Presumably on the basis that the ideal marriage guidance counsellor is the guy who is just coming off his sixth and messiest divorce, IBM Corp, showing commendable lack of shame and offering to tell others how to reorganise their businesses to meet changing circumstances – but looking at IBM with some 180,000 deeply unhappy employees wounded by three tumultuous reorganisations in six years yet little nearer to solving its intractable problems, potential customers might just worry that IBM’s consultants will leave their businesses in the same shape IBM is today. The company announces from White Plains, New York that the new IBM Consulting Group has somehow acquired a new capability that will help its clients understand and manage the human and cultural aspects of business transformation. The service is called Business Culture Analysis and is intended to provide the Group’s clients with a variety of techniques and diagnostics to assess an organisation’s cultural environment and its alignment with overall business operations strategy.
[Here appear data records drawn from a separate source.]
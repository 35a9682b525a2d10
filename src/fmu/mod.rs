// src/fmu/mod.rs
//! FMU repackaging
//!
//! This module implements the FMU (Functional Mock-up Unit) repackaging
//! pipeline:
//! - Archive extraction into a scoped working tree
//! - Descriptor (modelDescription.xml) parsing and serialization
//! - Variable injection and provenance annotation
//! - MCP wrapper resource injection
//! - Archive rebuilding with atomic replacement
//! - Sample synthesis and read-only inspection

pub mod builder;
pub mod config;
pub mod descriptor;
pub mod extract;
pub mod inspector;
pub mod mcp;
pub mod mutate;
pub mod repackage;
pub mod resources;
pub mod sample;
pub mod workdir;
pub mod xml;

pub use builder::{build, OutputArchive};
pub use config::{wrapper_variables, RepackageConfig};
pub use descriptor::{
    parse, write, Causality, ModelDescriptor, ScalarType, Variability, VariableDeclaration,
};
pub use extract::{extract, SourceArchive};
pub use inspector::{InspectedEntry, InspectedFmu};
pub use mcp::{McpConfig, CONFIG_FILE, README_FILE, WRAPPER_FILE};
pub use mutate::{annotate_metadata, inject_variables, MetadataStamp, TypedValue, VariableSpec};
pub use repackage::{repackage, Repackager};
pub use resources::{inject, InjectedResource};
pub use sample::create_sample;
pub use workdir::{WorkingTree, DESCRIPTOR_FILE, RESOURCES_DIR};
// src/filesystem/mod.rs

//! Filesystem helpers for FMU working trees
//!
//! Entry-name sanitization on the way in and portable entry naming on the
//! way out of an archive.

pub mod path;

pub use path::{archive_entry_name, sanitize_entry_name};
We designated organisational change management as a key competency in building the IBM Consulting Group’s Business Transformation Practice, according to Bob Howe, IBM vice-president and general manager of the Consulting Group.

Major change initiatives

For executives leading major change initiatives within their companies or organisations, effective assistance with organizational culture issues is virtually nonexistent right now, (if it were, IBM might be in better shape today). The company promises that the Business Culture Analysis assesses several key components of an organisation undergoing business transformation using re-engineering and quality techniques. To guide the success of the transformation process, the approach takes into account the organisation’s vision, values, culture, communications, incentive programmes, performance evaluation, morale, and competencies. Financial performance measures, customer satisfaction and the level of innovation at a company are taken into consideration, it says. Employees’ concerns with the overall implications of their company’s re-engineering effort, such as job security, added responsibilities and acceptance of the redefined organisation are also important as IBM may or may not have learned to its cost. Our clients are finding that there is no quick fix when trying to align so many potential areas within an organisation’s culture with an on-going business transformation, says Janet Caldow, IBM Consulting Group consultant heading the Business Culture Analysis effort. One of the main reasons a high percentage of business transformation fails is due to an absence of a business culture strategy that is in place from day one of the re-engineering process. A combined benchmark and research project to measure the effectiveness of Business Culture Analysis and its correlation to business strategy and performance is underway with projected participation of 50 companies. The Business Culture Strategic Benchmark is designed to establish measurement criteria and help clients fully align all aspects of their organization and its culture with their overall business operations strategy, IBM says – but remarkably, like the cousin that the family never talks about, it fails to say one word on its own woes.